- IATA: none; ICAO: none; FAA LID: H43;

Summary
- Airport type: Public use
- Owner: Charles J. Zanlunghi
- Serves: Haverstraw, New York
- Elevation AMSL: 12 ft (3.7 m)
- Coordinates: 41°12′39″N 73°58′9″W﻿ / ﻿41.21083°N 73.96917°W

Map
- Interactive map of Haverstraw Heliport

Helipads
| Number | Length |  | Surface |
| ft | m |
| H1 | 50 | 15 | Asphalt |

Statistics (2010)
- Aircraft operations: 2,200
- Based aircraft: 3
- Source: Federal Aviation Administration

= Haverstraw Heliport =

Haverstraw Heliport is a privately owned, public use heliport located one nautical mile (2 km) east of Haverstraw, a village in the Town of Haverstraw, Rockland County, New York, United States.

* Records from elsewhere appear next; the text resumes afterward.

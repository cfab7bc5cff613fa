//! Remove secret command.

use std::io::Write as _;
use std::sync::Arc;
use std::sync::atomic::{AtomicBool, Ordering};

use gsecret_core::secret::{CancellationToken, CountdownState, DeleteCountdown, RemoveOutcome};

use crate::cli::OutputFormat;
use crate::commands::list::print_listing;
use crate::error::{CliError, exit_codes};
use crate::util::{
    Context, build_engine, create_config_manager, create_runtime, load_project, print_banner,
    prompt_line,
};

/// Remove secret command handler
pub fn cmd_remove(
    ctx: &Context<'_>,
    token: Option<&str>,
    countdown: Option<u64>,
) -> Result<(), CliError> {
    let manager = create_config_manager(ctx.config_path)?;
    let (settings, project_id) = load_project(&manager)?;
    print_banner(ctx, &project_id);

    let token = match token {
        Some(token) => token.trim().to_string(),
        None => prompt_line("Secret to remove: ")?.trim().to_string(),
    };
    if token.is_empty() {
        return Err(CliError::InvalidInput("secret name must not be empty".into()));
    }

    let engine = build_engine(ctx, &manager, &settings, &project_id)?;
    let id = engine.resolve(&token);
    let seconds = countdown.unwrap_or(settings.delete.countdown_secs);

    ctx.info(format!(
        "The secret '{id}' will be deleted in {seconds} seconds. Press Ctrl+C to cancel."
    ));

    let quiet = ctx.quiet;
    let runtime = create_runtime()?;
    let outcome = runtime.block_on(async {
        let cancel = CancellationToken::new();
        let committed = Arc::new(AtomicBool::new(false));
        let handler = spawn_interrupt_handler(cancel.clone(), Arc::clone(&committed));

        let mut countdown = DeleteCountdown::new(seconds);
        let result = engine
            .remove(&id, &mut countdown, &cancel, |state| {
                match state {
                    CountdownState::Confirming { remaining } if !quiet => {
                        print!("\rTime remaining: {remaining} seconds ");
                        let _ = std::io::stdout().flush();
                    }
                    CountdownState::Proceeding => committed.store(true, Ordering::SeqCst),
                    _ => {}
                }
                if state.is_terminal() && !quiet {
                    if seconds > 0 {
                        println!();
                    }
                    if state == CountdownState::Proceeding {
                        println!("Deleting '{id}'...");
                    }
                }
            })
            .await;

        handler.abort();
        result
    })?;

    match outcome {
        RemoveOutcome::Aborted { id } => Err(CliError::Aborted(format!(
            "Deletion of '{id}' cancelled"
        ))),
        RemoveOutcome::Deleted {
            id,
            remote_deleted,
            listing,
        } => {
            if remote_deleted {
                ctx.info(format!("Deleted '{id}'"));
            } else {
                ctx.info(format!(
                    "Remote store unavailable; '{id}' removed from the local list"
                ));
            }
            print_listing(ctx, &listing, OutputFormat::Table)
        }
    }
}

/// Ctrl+C cancels the countdown; once the delete is committed it interrupts
/// the process instead of being swallowed while the remote call runs.
fn spawn_interrupt_handler(
    cancel: CancellationToken,
    committed: Arc<AtomicBool>,
) -> tokio::task::JoinHandle<()> {
    tokio::spawn(async move {
        while tokio::signal::ctrl_c().await.is_ok() {
            if committed.load(Ordering::SeqCst) {
                eprintln!("\nInterrupted; the delete may already have been applied remotely");
                std::process::exit(exit_codes::INTERRUPTED);
            }
            cancel.cancel();
        }
    })
}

== Facilities and aircraft ==
Haverstraw Heliport covers an area of 6 acres (2 ha) at an elevation of 12 feet (4 m) above mean sea level. It has one helipad designated H1 with an asphalt surface measuring 50 by 50 feet (15 x 15 m).

For the 12-month period ending September 14, 2010, the heliport had 2,200 aircraft operations, an average of 183 per month: 95.5% general aviation and 4.5% military.
At that time there were three helicopters based at this facility.